How Do I Know What My WordPress Theme Looks Like In Different Browsers?

In my post yesterday, Making a Popup Window in WordPress, I mentioned that my theme was rendering a little differently in some browswers and that in some of them the lines of code were too wide and were being cut off. How did I know this? I don’t have a bunch of PCs, Macs, and Linux machines sitting around running different versions of Internet Explorer, Firefox, Opera, Safari, etc.What I do know is that this nifty site Browsershots will (for free!) look at any page you want and generate screenshots of how that page looks in a whole assortment of browsers.

In some browsers the fonts seem to be a little wider or narrower and in my case, the wider ones were causing long lines of code to wind up being cut off by other elements on the page.
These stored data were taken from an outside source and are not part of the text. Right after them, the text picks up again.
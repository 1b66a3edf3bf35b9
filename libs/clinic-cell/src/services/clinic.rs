use serde_json::Value;
use tracing::{debug, info};

use shared_database::{to_document, Filter, SharedStore, StoreError};
use shared_models::ids::{ClinicId, HospitalId};
use shared_utils::validation::decode_body;

use crate::models::{Clinic, ClinicError, ClinicListQuery, CreateClinicRequest, CLINIC_COLLECTION};

pub struct ClinicService {
    store: SharedStore,
}

impl ClinicService {
    pub fn new(store: SharedStore) -> Self {
        Self { store }
    }

    pub async fn create_from_json(&self, payload: Value) -> Result<ClinicId, ClinicError> {
        let request: CreateClinicRequest = decode_body(payload)?;
        self.create_clinic(request).await
    }

    pub async fn create_clinic(&self, request: CreateClinicRequest) -> Result<ClinicId, ClinicError> {
        let clinic = request.validate()?;
        debug!("Creating clinic {} for hospital {}", clinic.name, clinic.hospital_id);

        let document = to_document(CLINIC_COLLECTION, &clinic)?;
        let id = self.store.insert(CLINIC_COLLECTION, document).await?;

        let id: ClinicId = id.parse().map_err(|_| StoreError::Decode {
            collection: CLINIC_COLLECTION.to_string(),
            message: format!("store returned a malformed identifier '{}'", id),
        })?;

        info!("Clinic created with ID: {}", id);
        Ok(id)
    }

    pub async fn list_clinics(&self, query: ClinicListQuery) -> Result<Vec<Clinic>, ClinicError> {
        let hospital_id = query.hospital_id.as_deref().map(HospitalId::filter_value);
        let filter = Filter::new().eq_opt("hospital_id", hospital_id.as_deref());
        debug!("Listing clinics with filter: {:?}", filter);

        let documents = self.store.query(CLINIC_COLLECTION, &filter).await?;

        let clinics = documents
            .into_iter()
            .map(|document| document.decode(CLINIC_COLLECTION))
            .collect::<Result<Vec<Clinic>, _>>()?;

        Ok(clinics)
    }
}
pub mod booking;
pub mod conflict;

pub use booking::AppointmentBookingService;
pub use conflict::SlotConflictService;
When you go to Browsershots, you are given a huge number of browsers to test your site with. I wouldn’t worry about every single one of them — just look at a bunch of them to get a feel for major problems. If a bunch of text is cutting off or things aren’t lining up properly in a few of them, then you probably have a problem worth addressing. If you have some enormous amount of resources and you’re making a site for a mass audience, obviously it’s worth putting additional effort into this. Otherwise, I just consider it a quickie tool for catching serious mistakes.

Here I’ll include 3 interesting examples, using the popup window code post.
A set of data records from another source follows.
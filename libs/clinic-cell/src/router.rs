use axum::{
    Router,
    routing::get,
};

use shared_database::SharedStore;

use crate::handlers;

pub fn clinic_routes(store: SharedStore) -> Router {
    Router::new()
        .route("/", get(handlers::list_clinics).post(handlers::create_clinic))
        .with_state(store)
}
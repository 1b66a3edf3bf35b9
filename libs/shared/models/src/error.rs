use axum::{
    extract::rejection::JsonRejection,
    http::StatusCode,
    response::{IntoResponse, Response},
    Json,
};
use serde_json::json;
use thiserror::Error;

use crate::validation::ValidationError;

#[derive(Error, Debug)]
pub enum AppError {
    #[error("Not Found: {0}")]
    NotFound(String),

    #[error("Bad Request: {0}")]
    BadRequest(String),

    #[error("Validation error: {0}")]
    ValidationError(String),

    #[error("Conflict: {0}")]
    Conflict(String),

    #[error("Database error: {0}")]
    Database(String),

    #[error("Service unavailable: {0}")]
    ServiceUnavailable(String),
}

impl AppError {
    pub fn status_code(&self) -> StatusCode {
        match self {
            AppError::NotFound(_) => StatusCode::NOT_FOUND,
            AppError::BadRequest(_) => StatusCode::BAD_REQUEST,
            AppError::ValidationError(_) => StatusCode::BAD_REQUEST,
            AppError::Conflict(_) => StatusCode::CONFLICT,
            AppError::Database(_) => StatusCode::INTERNAL_SERVER_ERROR,
            AppError::ServiceUnavailable(_) => StatusCode::SERVICE_UNAVAILABLE,
        }
    }

    fn message(&self) -> &str {
        match self {
            AppError::NotFound(msg)
            | AppError::BadRequest(msg)
            | AppError::ValidationError(msg)
            | AppError::Conflict(msg)
            | AppError::Database(msg)
            | AppError::ServiceUnavailable(msg) => msg,
        }
    }
}

impl From<ValidationError> for AppError {
    fn from(err: ValidationError) -> Self {
        match err {
            ValidationError::InvalidReference { .. } => AppError::BadRequest(err.to_string()),
            _ => AppError::ValidationError(err.to_string()),
        }
    }
}

/// Bodies that are not JSON, or lack a JSON content type, get the same
/// `{"error": ...}` shape as every other rejection.
impl From<JsonRejection> for AppError {
    fn from(rejection: JsonRejection) -> Self {
        ValidationError::Malformed(rejection.body_text()).into()
    }
}

impl IntoResponse for AppError {
    fn into_response(self) -> Response {
        let status = self.status_code();
        let message = self.message();

        if status.is_server_error() {
            tracing::error!("Error: {}: {}", status, message);
        } else {
            tracing::warn!("Request rejected: {}: {}", status, message);
        }

        let body = Json(json!({
            "error": message
        }));

        (status, body).into_response()
    }
}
* To close any of these popups after viewing them, just click the CLOSE button in the upper right of the popup.*

In SeaMonkey 1.1.14 it works fine.

In Opera 9.64 the code gets cut off by the sidebar.

And an error I never considered: Since my site uses a cookie, this browser only got as far as asking the user if it was OK to accept the cookie. Interesting usability issue.

So there you have it. It’s easy enough to take a quick look at your site and make sure that most people are seeing it the way you intended it to be seen.